◆ TASK DESCRIPTION
Take each line of the data that contains the string "logs" and copy it.

-*-

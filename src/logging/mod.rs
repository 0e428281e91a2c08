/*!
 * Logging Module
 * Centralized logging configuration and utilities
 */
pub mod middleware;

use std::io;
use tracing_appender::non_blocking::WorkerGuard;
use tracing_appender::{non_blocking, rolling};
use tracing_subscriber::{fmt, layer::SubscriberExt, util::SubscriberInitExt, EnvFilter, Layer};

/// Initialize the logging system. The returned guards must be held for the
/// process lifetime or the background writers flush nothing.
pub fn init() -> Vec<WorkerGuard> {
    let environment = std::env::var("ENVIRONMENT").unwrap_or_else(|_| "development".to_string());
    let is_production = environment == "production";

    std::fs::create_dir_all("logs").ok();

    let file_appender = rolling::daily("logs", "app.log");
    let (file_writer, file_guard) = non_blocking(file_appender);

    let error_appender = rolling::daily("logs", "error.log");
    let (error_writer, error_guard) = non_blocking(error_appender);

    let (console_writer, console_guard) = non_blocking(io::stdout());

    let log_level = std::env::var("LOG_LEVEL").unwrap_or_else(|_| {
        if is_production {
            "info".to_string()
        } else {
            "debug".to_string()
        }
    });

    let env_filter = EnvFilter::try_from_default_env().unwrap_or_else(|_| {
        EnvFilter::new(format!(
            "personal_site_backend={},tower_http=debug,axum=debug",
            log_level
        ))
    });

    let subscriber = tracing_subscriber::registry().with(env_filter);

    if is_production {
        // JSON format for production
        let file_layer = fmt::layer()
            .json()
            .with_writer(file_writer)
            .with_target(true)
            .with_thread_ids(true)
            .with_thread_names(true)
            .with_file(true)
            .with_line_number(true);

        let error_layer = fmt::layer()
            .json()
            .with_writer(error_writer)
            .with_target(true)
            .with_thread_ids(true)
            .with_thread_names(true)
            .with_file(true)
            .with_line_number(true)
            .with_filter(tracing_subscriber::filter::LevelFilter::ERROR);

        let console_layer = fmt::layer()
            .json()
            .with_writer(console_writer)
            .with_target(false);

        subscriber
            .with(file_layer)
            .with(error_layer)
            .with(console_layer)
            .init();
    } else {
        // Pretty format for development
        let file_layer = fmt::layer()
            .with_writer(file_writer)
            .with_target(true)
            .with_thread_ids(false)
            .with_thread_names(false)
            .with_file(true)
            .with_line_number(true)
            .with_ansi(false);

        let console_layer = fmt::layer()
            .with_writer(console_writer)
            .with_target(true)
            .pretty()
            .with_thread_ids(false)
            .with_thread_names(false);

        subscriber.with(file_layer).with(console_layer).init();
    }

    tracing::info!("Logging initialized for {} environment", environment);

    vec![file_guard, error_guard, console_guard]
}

-*-

◆ RESPONSE
    std::fs::create_dir_all("logs").ok();
    let file_appender = rolling::daily("logs", "app.log");
    let error_appender = rolling::daily("logs", "error.log");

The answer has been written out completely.